▶ [Your instructions] Using the entries below, output each line exactly from the first through the one that contains "this repository's tenant.".

── Data supplied ──

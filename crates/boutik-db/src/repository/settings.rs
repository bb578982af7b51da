//! # Settings Repository
//!
//! One `store_settings` row per tenant. Until the shop saves its own, reads
//! return `StoreSettings::default_for(tenant)`.

use chrono::Utc;
use sqlx::SqlitePool;
use tracing::{debug, info};

use crate::error::DbResult;
use boutik_core::validation::validate_store_settings;
use boutik_core::StoreSettings;

#[derive(Debug, Clone)]
pub struct SettingsRepository {
    pool: SqlitePool,
    tenant_id: String,
}

impl SettingsRepository {
    pub fn new(pool: SqlitePool, tenant_id: &str) -> Self {
        SettingsRepository {
            pool,
            tenant_id: tenant_id.to_string(),
        }
    }

    pub async fn get(&self) -> DbResult<StoreSettings> {
        let settings = sqlx::query_as::<_, StoreSettings>(
            r#"
            SELECT tenant_id, store_name, address, phone, email,
                   currency, tax_rate_bps, receipt_footer
            FROM store_settings
            WHERE tenant_id = ?
            "#,
        )
        .bind(&self.tenant_id)
        .fetch_optional(&self.pool)
        .await?;

        Ok(settings.unwrap_or_else(|| StoreSettings::default_for(&self.tenant_id)))
    }

    /// Creates or replaces the tenant's settings.
    ///
    /// The `tenant_id` carried by `settings` is ignored; the row always
    /// belongs to this repository's tenant.
    pub async fn save(&self, settings: &StoreSettings) -> DbResult<StoreSettings> {
        validate_store_settings(settings)?;
        debug!(tenant = %self.tenant_id, currency = ?settings.currency, "Saving store settings");

        sqlx::query(
            r#"
            INSERT INTO store_settings (
                tenant_id, store_name, address, phone, email,
                currency, tax_rate_bps, receipt_footer, updated_at
            ) VALUES (?, ?, ?, ?, ?, ?, ?, ?, ?)
            ON CONFLICT (tenant_id) DO UPDATE SET
                store_name = excluded.store_name,
                address = excluded.address,
                phone = excluded.phone,
                email = excluded.email,
                currency = excluded.currency,
                tax_rate_bps = excluded.tax_rate_bps,
                receipt_footer = excluded.receipt_footer,
                updated_at = excluded.updated_at
            "#,
        )
        .bind(&self.tenant_id)
        .bind(settings.store_name.trim())
        .bind(&settings.address)
        .bind(&settings.phone)
        .bind(&settings.email)
        .bind(settings.currency)
        .bind(settings.tax_rate_bps)
        .bind(&settings.receipt_footer)
        .bind(Utc::now())
        .execute(&self.pool)
        .await?;

        info!(tenant = %self.tenant_id, "Store settings saved");
        self.get().await
    }
}
//! # Error Types
//!
//! Domain-specific error types for boutik-core.
//!
//! ## Error Hierarchy
//! ```text
//! ┌─────────────────────────────────────────────────────────────────────────┐
//! │                         Error Types                                     │
//! │                                                                         │
//! │  boutik-core errors (this file)                                        │
//! │  ├── CoreError        - Business rule violations                       │
//! │  └── ValidationError  - Input validation failures                      │
//! │                                                                         │
//! │  boutik-db errors (separate crate)                                     │
//! │  └── DbError          - Storage failures, wraps CoreError              │
//! │                                                                         │
//! │  Flow: ValidationError → CoreError → DbError → frontend notification   │
//! └─────────────────────────────────────────────────────────────────────────┘
//! ```
//!
//! Every business rule is checked before the first write of an operation, so
//! a `CoreError` never leaves partially applied state behind.

use thiserror::Error;

// =============================================================================
// Core Error
// =============================================================================

/// Core business logic errors.
#[derive(Debug, Error)]
pub enum CoreError {
    /// Product does not exist for this tenant (or was deleted).
    #[error("Product not found: {0}")]
    ProductNotFound(String),

    /// Customer does not exist for this tenant.
    #[error("Customer not found: {0}")]
    CustomerNotFound(String),

    /// Sale does not exist for this tenant.
    #[error("Sale not found: {0}")]
    SaleNotFound(String),

    /// Insufficient stock to complete a sale or an outbound movement.
    ///
    /// ## User Workflow
    /// ```text
    /// Checkout (qty: 5)
    ///      │
    ///      ▼
    /// Check stock: available=3
    ///      │
    ///      ▼
    /// InsufficientStock { product: "Riz 5kg", available: 3, requested: 5 }
    ///      │
    ///      ▼
    /// UI shows: "Stock insuffisant"
    /// ```
    #[error("Insufficient stock for {product}: available {available}, requested {requested}")]
    InsufficientStock {
        product: String,
        available: i64,
        requested: i64,
    },

    /// Checkout was attempted with no lines.
    #[error("Cart is empty")]
    EmptyCart,

    /// Cart has exceeded maximum allowed lines.
    #[error("Cart cannot have more than {max} items")]
    CartTooLarge { max: usize },

    /// Line quantity exceeds maximum allowed.
    #[error("Quantity {requested} exceeds maximum allowed ({max})")]
    QuantityTooLarge { requested: i64, max: i64 },

    /// Product is not part of the cart.
    #[error("Product {0} not in cart")]
    ProductNotInCart(String),

    /// Tendered or applied amount is invalid (zero, negative, overdraw).
    #[error("Invalid payment amount: {reason}")]
    InvalidPaymentAmount { reason: String },

    /// Sale has no remaining balance to pay.
    #[error("Sale {0} is already fully paid")]
    SaleAlreadySettled(String),

    /// A sale leaving a balance must be linked to a customer.
    #[error("A customer is required for credit or partial payment")]
    CustomerRequired,

    /// Sale would push the customer's outstanding credit above the limit.
    #[error("Credit limit exceeded for {customer}: limit {limit}, would owe {requested}")]
    CreditLimitExceeded {
        customer: String,
        limit: i64,
        requested: i64,
    },

    /// Customer still owes money and cannot be deleted.
    #[error("Customer {customer} still owes {outstanding}")]
    OutstandingCredit { customer: String, outstanding: i64 },

    /// Row changed between read and write (compare-and-set lost).
    #[error("{entity} {id} was modified concurrently, retry the operation")]
    ConcurrentModification { entity: String, id: String },

    /// Tenant's subscription does not grant access.
    #[error("Subscription is {status}, access denied")]
    SubscriptionInactive { status: String },

    /// Report range ends before it starts.
    #[error("Invalid date range: {start} is after {end}")]
    InvalidDateRange { start: String, end: String },

    /// Monetary arithmetic overflowed i64 minor units.
    #[error("Amount overflow")]
    AmountOverflow,

    /// Rendering an export document failed.
    #[error("Export failed: {0}")]
    Export(String),

    /// Validation error (wraps ValidationError).
    #[error("Validation error: {0}")]
    Validation(#[from] ValidationError),
}

// =============================================================================
// Validation Error
// =============================================================================

/// Input validation errors.
///
/// These errors occur when user input doesn't meet requirements.
/// Used for early validation before business logic runs.
#[derive(Debug, Error)]
pub enum ValidationError {
    /// A required field is missing or empty.
    #[error("{field} is required")]
    Required { field: String },

    /// Field value is too long.
    #[error("{field} must be at most {max} characters")]
    TooLong { field: String, max: usize },

    /// Numeric value is out of range.
    #[error("{field} must be between {min} and {max}")]
    OutOfRange { field: String, min: i64, max: i64 },

    /// Value must be positive.
    #[error("{field} must be positive")]
    MustBePositive { field: String },

    /// Invalid format (e.g., invalid UUID, invalid colour).
    #[error("{field} has invalid format: {reason}")]
    InvalidFormat { field: String, reason: String },

    /// Value is not in allowed set.
    #[error("{field} must be one of: {allowed:?}")]
    NotAllowed { field: String, allowed: Vec<String> },
}

// =============================================================================
// Result Type Alias
// =============================================================================

/// Convenience type alias for Results with CoreError.
pub type CoreResult<T> = Result<T, CoreError>;

/// Result type for validation operations.
pub type ValidationResult<T> = Result<T, ValidationError>;

#[cfg(test)]
mod tests {
    use super::*;

    #[test]
    fn test_error_messages() {
        let err = CoreError::InsufficientStock {
            product: "Riz 5kg".to_string(),
            available: 3,
            requested: 5,
        };
        assert_eq!(
            err.to_string(),
            "Insufficient stock for Riz 5kg: available 3, requested 5"
        );
    }

    #[test]
    fn test_validation_error_messages() {
        let err = ValidationError::Required {
            field: "name".to_string(),
        };
        assert_eq!(err.to_string(), "name is required");

        let err = ValidationError::TooLong {
            field: "phone".to_string(),
            max: 20,
        };
        assert_eq!(err.to_string(), "phone must be at most 20 characters");
    }

    #[test]
    fn test_validation_converts_to_core_error() {
        let validation_err = ValidationError::Required {
            field: "description".to_string(),
        };
        let core_err: CoreError = validation_err.into();
        assert!(matches!(core_err, CoreError::Validation(_)));
    }
}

───

▶ [Exercise result]
filename crates/boutik-db/src/repository/settings.rs
repository bb578982af7b51da
//! # Settings Repository
//!
//! One `store_settings` row per tenant. Until the shop saves its own, reads
//! return `StoreSettings::default_for(tenant)`.

use chrono::Utc;
use sqlx::SqlitePool;
use tracing::{debug, info};

use crate::error::DbResult;
use boutik_core::validation::validate_store_settings;
use boutik_core::StoreSettings;

#[derive(Debug, Clone)]
pub struct SettingsRepository {
    pool: SqlitePool,
    tenant_id: String,
}

impl SettingsRepository {
    pub fn new(pool: SqlitePool, tenant_id: &str) -> Self {
        SettingsRepository {
            pool,
            tenant_id: tenant_id.to_string(),
        }
    }

    pub async fn get(&self) -> DbResult<StoreSettings> {
        let settings = sqlx::query_as::<_, StoreSettings>(
            r#"
            SELECT tenant_id, store_name, address, phone, email,
                   currency, tax_rate_bps, receipt_footer
            FROM store_settings
            WHERE tenant_id = ?
            "#,
        )
        .bind(&self.tenant_id)
        .fetch_optional(&self.pool)
        .await?;

        Ok(settings.unwrap_or_else(|| StoreSettings::default_for(&self.tenant_id)))
    }

    /// Creates or replaces the tenant's settings.
    ///
    /// The `tenant_id` carried by `settings` is ignored; the row always
    /// belongs to this repository's tenant.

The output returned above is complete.